**Work item:**
Your response should consist of one number, the count of lines below that contain "crate".

**Supplied data:**
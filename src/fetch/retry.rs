//! Retry logic with exponential backoff for upstream fetches.
//!
//! Transport failures and a fixed set of statuses (403, 408, 425, 429, 500,
//! 502, 503, 504) are retried; idempotent requests are additionally retried on
//! any 5xx. Everything else surfaces immediately.
//!
//! # Example
//!
//! ```
//! use reqwest::Method;
//! use scrapist_core::fetch::{RetryDecision, RetryPolicy};
//!
//! let policy = RetryPolicy::default();
//! match policy.decide_for_status(503, &Method::GET, 0) {
//!     RetryDecision::Retry { delay, attempt } => {
//!         println!("retry #{attempt} in {delay:?}");
//!     }
//!     RetryDecision::DoNotRetry { reason } => println!("giving up: {reason}"),
//! }
//! ```

use std::time::Duration;

use rand::Rng;
use reqwest::Method;
use tracing::debug;

use super::FetchError;
use super::constants::{
    DEFAULT_MAX_RETRIES, DEFAULT_RETRY_BASE_DELAY, DEFAULT_RETRY_JITTER, RETRYABLE_STATUSES,
};

/// Decision on whether to retry a failed request.
#[derive(Debug, Clone, PartialEq, Eq)]
pub enum RetryDecision {
    /// Retry after `delay`.
    Retry {
        /// How long to wait before retrying.
        delay: Duration,
        /// Which retry this will be (1 for the first retry).
        attempt: u32,
    },

    /// Do not retry.
    DoNotRetry {
        /// Human-readable reason, for logs.
        reason: String,
    },
}

/// Retry configuration for a fetch context.
///
/// # Delay Calculation
///
/// ```text
/// delay(n) = base_delay * 2^n + uniform[0, max_jitter)
/// ```
///
/// With defaults the retries wait roughly 200ms, 400ms and 800ms, each plus
/// up to 400ms of jitter.
#[derive(Debug, Clone, PartialEq, Eq)]
pub struct RetryPolicy {
    /// Retries allowed after the first attempt.
    max_retries: u32,
    base_delay: Duration,
    max_jitter: Duration,
}

impl Default for RetryPolicy {
    fn default() -> Self {
        Self {
            max_retries: DEFAULT_MAX_RETRIES,
            base_delay: DEFAULT_RETRY_BASE_DELAY,
            max_jitter: DEFAULT_RETRY_JITTER,
        }
    }
}

impl RetryPolicy {
    #[must_use]
    pub fn new(max_retries: u32, base_delay: Duration, max_jitter: Duration) -> Self {
        Self {
            max_retries,
            base_delay,
            max_jitter,
        }
    }

    /// A policy that never retries.
    #[must_use]
    pub fn none() -> Self {
        Self::new(0, Duration::ZERO, Duration::ZERO)
    }

    /// Returns the number of retries allowed after the first attempt.
    #[must_use]
    pub fn max_retries(&self) -> u32 {
        self.max_retries
    }

    /// Decides whether a failed request should be retried.
    ///
    /// `retries_done` is the number of retries already performed (0 after the
    /// first attempt fails).
    #[must_use]
    pub fn decide(&self, error: &FetchError, method: &Method, retries_done: u32) -> RetryDecision {
        match error {
            FetchError::Transport { .. } => self.schedule(retries_done),
            FetchError::Http { diagnostic } => {
                self.decide_for_status(diagnostic.status, method, retries_done)
            }
            FetchError::ClientBuild(_) => RetryDecision::DoNotRetry {
                reason: "client construction failed - retry would not help".to_string(),
            },
        }
    }

    /// Status-only variant of [`decide`](Self::decide).
    #[must_use]
    pub fn decide_for_status(&self, status: u16, method: &Method, retries_done: u32) -> RetryDecision {
        if is_retryable_status(status, method) {
            self.schedule(retries_done)
        } else {
            RetryDecision::DoNotRetry {
                reason: format!("HTTP {status} is not retryable"),
            }
        }
    }

    fn schedule(&self, retries_done: u32) -> RetryDecision {
        if retries_done >= self.max_retries {
            debug!(retries_done, max = self.max_retries, "retry budget exhausted");
            return RetryDecision::DoNotRetry {
                reason: format!("max retries ({}) exhausted", self.max_retries),
            };
        }

        let attempt = retries_done + 1;
        let delay = self.calculate_delay(attempt);
        debug!(attempt, delay_ms = delay.as_millis(), "will retry");
        RetryDecision::Retry { delay, attempt }
    }

    fn calculate_delay(&self, attempt: u32) -> Duration {
        let factor = 2u32.saturating_pow(attempt);
        self.base_delay.saturating_mul(factor) + self.calculate_jitter()
    }

    fn calculate_jitter(&self) -> Duration {
        random_below(self.max_jitter)
    }
}

/// Whether a status is worth retrying for the given method.
#[must_use]
pub fn is_retryable_status(status: u16, method: &Method) -> bool {
    if RETRYABLE_STATUSES.contains(&status) {
        return true;
    }
    is_idempotent(method) && (status == 429 || (500..=599).contains(&status))
}

fn is_idempotent(method: &Method) -> bool {
    [Method::GET, Method::HEAD, Method::OPTIONS, Method::PUT, Method::DELETE].contains(method)
}

/// Uniform duration in `[0, bound)`; zero when `bound` is zero.
pub(crate) fn random_below(bound: Duration) -> Duration {
    let bound_ms = u64::try_from(bound.as_millis()).unwrap_or(u64::MAX);
    if bound_ms == 0 {
        return Duration::ZERO;
    }
    Duration::from_millis(rand::thread_rng().gen_range(0..bound_ms))
}
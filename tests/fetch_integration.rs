//! Integration tests for fetch contexts and final-URL resolution.

use std::time::Duration;

use reqwest::header::HeaderMap;
use scrapist_core::fetch::{FailureReason, FetchContextCache, ResolveRetry, UpstreamProvider};
use scrapist_core::user_agent::pick_user_agent;
use scrapist_core::{FetchContext, FetchError, FetchOptions, RetryPolicy, robots};
use wiremock::matchers::{header, method, path};
use wiremock::{Mock, MockServer, ResponseTemplate};

fn fast_retry() -> RetryPolicy {
    RetryPolicy::new(3, Duration::from_millis(1), Duration::ZERO)
}

fn context_for(server: &MockServer) -> FetchContext {
    let options = FetchOptions {
        retry: fast_retry(),
        ..FetchOptions::for_base(&server.uri())
    };
    FetchContext::new(options).unwrap()
}

#[tokio::test]
async fn test_retryable_status_exhausts_budget() {
    let server = MockServer::start().await;
    Mock::given(method("GET"))
        .and(path("/busy"))
        .respond_with(ResponseTemplate::new(503))
        .expect(4)
        .mount(&server)
        .await;

    let error = context_for(&server)
        .fetch_text("/busy", &HeaderMap::new())
        .await
        .unwrap_err();

    assert_eq!(error.status(), Some(503));
    assert_eq!(error.diagnostic().unwrap().reason, FailureReason::Maintenance);
}

#[tokio::test]
async fn test_non_retryable_status_is_sent_once() {
    let server = MockServer::start().await;
    Mock::given(method("GET"))
        .and(path("/bad"))
        .respond_with(ResponseTemplate::new(400))
        .expect(1)
        .mount(&server)
        .await;

    let error = context_for(&server)
        .fetch_text("/bad", &HeaderMap::new())
        .await
        .unwrap_err();

    assert_eq!(error.status(), Some(400));
    assert_eq!(error.diagnostic().unwrap().reason, FailureReason::Unknown);
}

#[tokio::test]
async fn test_transient_failure_then_success() {
    let server = MockServer::start().await;
    Mock::given(method("GET"))
        .and(path("/flaky"))
        .respond_with(ResponseTemplate::new(502))
        .up_to_n_times(2)
        .mount(&server)
        .await;
    Mock::given(method("GET"))
        .and(path("/flaky"))
        .respond_with(ResponseTemplate::new(200).set_body_string("ok"))
        .mount(&server)
        .await;

    let body = context_for(&server)
        .fetch_text("/flaky", &HeaderMap::new())
        .await
        .unwrap();
    assert_eq!(body, "ok");
}

#[tokio::test]
async fn test_rate_limited_with_cloudflare_headers() {
    let server = MockServer::start().await;
    Mock::given(method("GET"))
        .and(path("/limited"))
        .respond_with(ResponseTemplate::new(429).insert_header("cf-ray", "8a1b2c3d4e5f-SIN"))
        .mount(&server)
        .await;

    let error = context_for(&server)
        .fetch_text("/limited", &HeaderMap::new())
        .await
        .unwrap_err();

    let diagnostic = error.diagnostic().unwrap();
    assert_eq!(diagnostic.reason, FailureReason::RateLimited);
    assert_eq!(diagnostic.provider, UpstreamProvider::Cloudflare);
}

#[tokio::test]
async fn test_connection_refused_is_transport_error() {
    let server = MockServer::start().await;
    let uri = server.uri();
    drop(server);

    let context = FetchContext::new(FetchOptions {
        retry: RetryPolicy::none(),
        ..FetchOptions::for_base(&uri)
    })
    .unwrap();
    let error = context.fetch_text("/", &HeaderMap::new()).await.unwrap_err();

    assert!(matches!(error, FetchError::Transport { .. }));
    assert!(error.diagnostic().is_none());
}

#[tokio::test]
async fn test_seeded_user_agent_and_session_headers_are_sent() {
    let server = MockServer::start().await;
    let base = server.uri();
    let expected_ua = pick_user_agent(Some(&base));

    Mock::given(method("GET"))
        .and(path("/page"))
        .and(header("user-agent", expected_ua))
        .and(header("origin", base.as_str()))
        .and(header("referer", format!("{base}/").as_str()))
        .and(header("x-requested-with", "XMLHttpRequest"))
        .respond_with(ResponseTemplate::new(200).set_body_string("hello"))
        .expect(1)
        .mount(&server)
        .await;

    let mut options = FetchOptions::for_base(&base);
    options.headers_extra = vec![
        ("X-Requested-With".to_string(), "XMLHttpRequest".to_string()),
        ("X-Empty".to_string(), String::new()),
    ];
    let context = FetchContext::new(options).unwrap();

    assert_eq!(context.user_agent(), expected_ua);
    assert_eq!(context.fetch_text("/page", &HeaderMap::new()).await.unwrap(), "hello");
}

#[tokio::test]
async fn test_cookies_persist_across_requests() {
    let server = MockServer::start().await;
    Mock::given(method("GET"))
        .and(path("/login"))
        .respond_with(ResponseTemplate::new(200).insert_header("set-cookie", "token=xyz; Path=/"))
        .mount(&server)
        .await;
    Mock::given(method("GET"))
        .and(path("/private"))
        .and(header("cookie", "token=xyz"))
        .respond_with(ResponseTemplate::new(200).set_body_string("welcome"))
        .expect(1)
        .mount(&server)
        .await;

    let context = context_for(&server);
    context.warmup("/login").await;
    assert_eq!(context.fetch_text("/private", &HeaderMap::new()).await.unwrap(), "welcome");
}

#[tokio::test]
async fn test_robots_policy_loaded_with_text_accept() {
    let server = MockServer::start().await;
    Mock::given(method("GET"))
        .and(path("/robots.txt"))
        .and(header("accept", "text/plain"))
        .respond_with(ResponseTemplate::new(200).set_body_string("User-agent: *\nDisallow: /admin\n"))
        .expect(1)
        .mount(&server)
        .await;

    let policy = robots::load_policy(&context_for(&server)).await.unwrap();
    assert!(!policy.is_allowed("/admin/users"));
    assert!(policy.is_allowed("/anime"));
}

#[tokio::test]
async fn test_robots_unavailable_yields_no_policy() {
    let server = MockServer::start().await;
    Mock::given(method("GET"))
        .and(path("/robots.txt"))
        .respond_with(ResponseTemplate::new(404))
        .mount(&server)
        .await;

    assert!(robots::load_policy(&context_for(&server)).await.is_none());
}

#[tokio::test]
async fn test_resolve_final_url_follows_location_once() {
    let server = MockServer::start().await;
    Mock::given(method("HEAD"))
        .and(path("/go/1"))
        .respond_with(ResponseTemplate::new(302).insert_header("location", "/watch/1"))
        .expect(1)
        .mount(&server)
        .await;

    let context = context_for(&server);
    let resolved = context
        .resolve_final_url(&format!("{}/go/1", server.uri()))
        .await
        .unwrap();
    assert_eq!(resolved, format!("{}/watch/1", server.uri()));
}

#[tokio::test]
async fn test_resolve_final_url_without_location_returns_input() {
    let server = MockServer::start().await;
    Mock::given(method("HEAD"))
        .and(path("/direct"))
        .respond_with(ResponseTemplate::new(200))
        .mount(&server)
        .await;

    let url = format!("{}/direct", server.uri());
    assert_eq!(context_for(&server).resolve_final_url(&url).await.unwrap(), url);
}

#[tokio::test]
async fn test_resolve_final_urls_preserves_order_and_blanks_failures() {
    let server = MockServer::start().await;
    Mock::given(method("HEAD"))
        .and(path("/a"))
        .respond_with(ResponseTemplate::new(301).insert_header("location", "https://mirror.example/a"))
        .mount(&server)
        .await;
    Mock::given(method("HEAD"))
        .and(path("/missing"))
        .respond_with(ResponseTemplate::new(404))
        .expect(2)
        .mount(&server)
        .await;
    Mock::given(method("HEAD"))
        .and(path("/b"))
        .respond_with(ResponseTemplate::new(302).insert_header("location", "https://mirror.example/b"))
        .mount(&server)
        .await;

    let cache = FetchContextCache::new();
    let urls = vec![
        format!("{}/a", server.uri()),
        format!("{}/missing", server.uri()),
        format!("{}/b", server.uri()),
    ];
    let retry = ResolveRetry {
        attempts: 2,
        delay: Duration::from_millis(1),
    };

    let resolved = cache.resolve_final_urls(&urls, &server.uri(), retry).await;

    assert_eq!(
        resolved,
        ["https://mirror.example/a", "", "https://mirror.example/b"]
    );
    assert_eq!(cache.len(), 1);
}
//! Browser fallback configuration types.

use std::fmt;
use std::str::FromStr;
use std::time::Duration;

use serde::{Deserialize, Serialize};

use crate::user_agent::BROWSER_USER_AGENT;

/// Default navigation timeout for rendered fetches.
pub const DEFAULT_NAVIGATION_TIMEOUT_MS: u64 = 25_000;

/// Browser engine to drive.
#[derive(Debug, Clone, Copy, Default, PartialEq, Eq, Hash, Serialize, Deserialize)]
#[serde(rename_all = "lowercase")]
pub enum BrowserProvider {
    #[default]
    Chromium,
    Firefox,
    Webkit,
}

impl BrowserProvider {
    #[must_use]
    pub fn as_str(self) -> &'static str {
        match self {
            Self::Chromium => "chromium",
            Self::Firefox => "firefox",
            Self::Webkit => "webkit",
        }
    }
}

impl fmt::Display for BrowserProvider {
    fn fmt(&self, f: &mut fmt::Formatter<'_>) -> fmt::Result {
        f.write_str(self.as_str())
    }
}

impl FromStr for BrowserProvider {
    type Err = String;

    fn from_str(value: &str) -> Result<Self, Self::Err> {
        match value.trim().to_ascii_lowercase().as_str() {
            "chromium" => Ok(Self::Chromium),
            "firefox" => Ok(Self::Firefox),
            "webkit" => Ok(Self::Webkit),
            other => Err(format!("unknown browser provider: {other}")),
        }
    }
}

/// When a navigation counts as finished.
#[derive(Debug, Clone, Copy, Default, PartialEq, Eq, Hash, Serialize, Deserialize)]
#[serde(rename_all = "lowercase")]
pub enum WaitUntil {
    /// The `load` event fired.
    Load,
    /// The DOM is parsed (`interactive` ready state or later).
    #[default]
    DomContentLoaded,
    /// `load` fired and the network has been quiet for a moment.
    NetworkIdle,
}

impl WaitUntil {
    #[must_use]
    pub fn as_str(self) -> &'static str {
        match self {
            Self::Load => "load",
            Self::DomContentLoaded => "domcontentloaded",
            Self::NetworkIdle => "networkidle",
        }
    }
}

impl fmt::Display for WaitUntil {
    fn fmt(&self, f: &mut fmt::Formatter<'_>) -> fmt::Result {
        f.write_str(self.as_str())
    }
}

impl FromStr for WaitUntil {
    type Err = String;

    fn from_str(value: &str) -> Result<Self, Self::Err> {
        match value.trim().to_ascii_lowercase().as_str() {
            "load" => Ok(Self::Load),
            "domcontentloaded" => Ok(Self::DomContentLoaded),
            "networkidle" => Ok(Self::NetworkIdle),
            other => Err(format!("unknown wait condition: {other}")),
        }
    }
}

/// Settings for rendered fetches.
#[derive(Debug, Clone, PartialEq, Eq, Serialize, Deserialize)]
#[serde(default)]
pub struct BrowserFallbackConfig {
    pub enabled: bool,
    pub provider: BrowserProvider,
    pub wait_until: WaitUntil,
    pub navigation_timeout_ms: u64,
    /// Run without a visible window (default: true).
    pub headless: bool,
    /// User-Agent for the isolated browsing context.
    pub user_agent: String,
}

impl Default for BrowserFallbackConfig {
    fn default() -> Self {
        Self {
            enabled: true,
            provider: BrowserProvider::default(),
            wait_until: WaitUntil::default(),
            navigation_timeout_ms: DEFAULT_NAVIGATION_TIMEOUT_MS,
            headless: true,
            user_agent: BROWSER_USER_AGENT.to_string(),
        }
    }
}

impl BrowserFallbackConfig {
    #[must_use]
    pub fn navigation_timeout(&self) -> Duration {
        Duration::from_millis(self.navigation_timeout_ms)
    }
}

/// Per-scraper overrides laid over the process-wide [`BrowserFallbackConfig`].
///
/// The provider is deliberately absent: one browser serves every scraper.
#[derive(Debug, Clone, Default, PartialEq, Eq, Deserialize)]
#[serde(default)]
pub struct BrowserFallbackOverrides {
    pub enabled: Option<bool>,
    pub wait_until: Option<WaitUntil>,
    pub navigation_timeout_ms: Option<u64>,
    pub headless: Option<bool>,
    pub user_agent: Option<String>,
}

impl BrowserFallbackOverrides {
    /// Merges these overrides onto `base`.
    #[must_use]
    pub fn apply(&self, base: &BrowserFallbackConfig) -> BrowserFallbackConfig {
        BrowserFallbackConfig {
            enabled: self.enabled.unwrap_or(base.enabled),
            provider: base.provider,
            wait_until: self.wait_until.unwrap_or(base.wait_until),
            navigation_timeout_ms: self.navigation_timeout_ms.unwrap_or(base.navigation_timeout_ms),
            headless: self.headless.unwrap_or(base.headless),
            user_agent: self.user_agent.clone().unwrap_or_else(|| base.user_agent.clone()),
        }
    }
}
//! Small text helpers for site parsers: slugs, iframe sources, token cipher.

use std::sync::LazyLock;

use regex::Regex;

/// Returned by [`iframe_src`] when the markup has no iframe.
pub const NO_IFRAME: &str = "No iframe found";

const TOKEN_ALPHABET: &[u8; 62] = b"ABCDEFGHIJKLMNOPQRSTUVWXYZabcdefghijklmnopqrstuvwxyz0123456789";
const TOKEN_SHIFT: usize = 5;

#[allow(clippy::expect_used)]
static IFRAME_SRC: LazyLock<Regex> = LazyLock::new(|| {
    Regex::new(r#"(?i)<iframe[^>]+src="([^"]+)""#).expect("iframe regex is valid") // Static pattern, safe to panic
});

/// Last non-empty `/`-separated segment, trimmed.
///
/// ```
/// use scrapist_core::scraper::slug_from_url;
///
/// assert_eq!(slug_from_url("https://example.com/anime/naruto-sub-indo/"), "naruto-sub-indo");
/// ```
#[must_use]
pub fn slug_from_url(url: &str) -> String {
    url.split('/')
        .filter(|segment| !segment.is_empty())
        .next_back()
        .map(|segment| segment.trim().to_string())
        .unwrap_or_default()
}

/// `src` of the first `<iframe>` in a fragment, or [`NO_IFRAME`].
#[must_use]
pub fn iframe_src(html: &str) -> String {
    IFRAME_SRC
        .captures(html)
        .and_then(|captures| captures.get(1))
        .map_or_else(|| NO_IFRAME.to_string(), |src| src.as_str().to_string())
}

/// Trimmed text, empty when absent.
#[must_use]
pub fn clean_text(value: Option<&str>) -> String {
    value.map(str::trim).unwrap_or_default().to_string()
}

/// Parses a number; absent, unparseable and zero values all yield `None`.
#[must_use]
pub fn parse_number(value: Option<&str>) -> Option<f64> {
    value
        .map(str::trim)
        .and_then(|text| text.parse::<f64>().ok())
        .filter(|number| *number != 0.0 && number.is_finite())
}

/// `"Total Episode"` becomes `"totalEpisode"`; `!@#$%^&*` are dropped.
#[must_use]
pub fn to_camel_case(text: &str) -> String {
    let mut out = String::with_capacity(text.len());
    for (index, word) in text.split(' ').enumerate() {
        if index == 0 {
            out.push_str(&word.to_lowercase());
            continue;
        }
        let mut chars = word.chars();
        if let Some(first) = chars.next() {
            out.extend(first.to_uppercase());
            out.push_str(chars.as_str());
        }
    }
    out.retain(|c| !matches!(c, '!' | '@' | '#' | '$' | '%' | '^' | '&' | '*'));
    out
}

/// Obfuscates a token by rotating each ASCII alphanumeric character five
/// places through `A-Za-z0-9`. Everything else passes through.
#[must_use]
pub fn encode_token(input: &str) -> String {
    rotate(input, TOKEN_SHIFT)
}

/// Inverse of [`encode_token`].
#[must_use]
pub fn decode_token(input: &str) -> String {
    rotate(input, TOKEN_ALPHABET.len() - TOKEN_SHIFT)
}

fn rotate(input: &str, shift: usize) -> String {
    input
        .chars()
        .map(|c| {
            let position = u8::try_from(c)
                .ok()
                .and_then(|byte| TOKEN_ALPHABET.iter().position(|candidate| *candidate == byte));
            match position {
                Some(index) => char::from(TOKEN_ALPHABET[(index + shift) % TOKEN_ALPHABET.len()]),
                None => c,
            }
        })
        .collect()
}

#[cfg(test)]
mod tests {
    use super::*;

    #[test]
    fn test_slug_from_url() {
        assert_eq!(slug_from_url("/anime/one-piece"), "one-piece");
        assert_eq!(slug_from_url("https://x.test/a/b///"), "b");
        assert_eq!(slug_from_url(""), "");
    }

    #[test]
    fn test_iframe_src() {
        let html = r#"<div><IFRAME width="640" src="https://player.test/e/abc" allowfullscreen></iframe></div>"#;
        assert_eq!(iframe_src(html), "https://player.test/e/abc");
        assert_eq!(iframe_src("<p>nothing</p>"), NO_IFRAME);
    }

    #[test]
    fn test_clean_text_and_parse_number() {
        assert_eq!(clean_text(Some("  Naruto \n")), "Naruto");
        assert_eq!(clean_text(None), "");
        assert_eq!(parse_number(Some(" 12 ")), Some(12.0));
        assert_eq!(parse_number(Some("8.5")), Some(8.5));
        assert_eq!(parse_number(Some("0")), None);
        assert_eq!(parse_number(Some("n/a")), None);
        assert_eq!(parse_number(None), None);
    }

    #[test]
    fn test_to_camel_case() {
        assert_eq!(to_camel_case("Total Episode"), "totalEpisode");
        assert_eq!(to_camel_case("Tanggal Rilis!"), "tanggalRilis");
        assert_eq!(to_camel_case("Studio"), "studio");
    }

    #[test]
    fn test_encode_token_shifts_by_five() {
        assert_eq!(encode_token("ABC"), "FGH");
        assert_eq!(encode_token("xyz"), "234");
        assert_eq!(encode_token("9"), "E");
    }

    #[test]
    fn test_non_alphanumerics_pass_through() {
        assert_eq!(encode_token("a-b_c/é?"), "f-g_h/é?");
        assert_eq!(decode_token("f-g_h/é?"), "a-b_c/é?");
    }

    #[test]
    fn test_token_cipher_roundtrips() {
        for input in ["", "Zz9", "episode-12?id=abc", "ÜnïcødeAZ09", "https://x.test/e/AbC123"] {
            assert_eq!(decode_token(&encode_token(input)), input);
            assert_eq!(encode_token(&decode_token(input)), input);
        }
    }
}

**Result of this task:**
2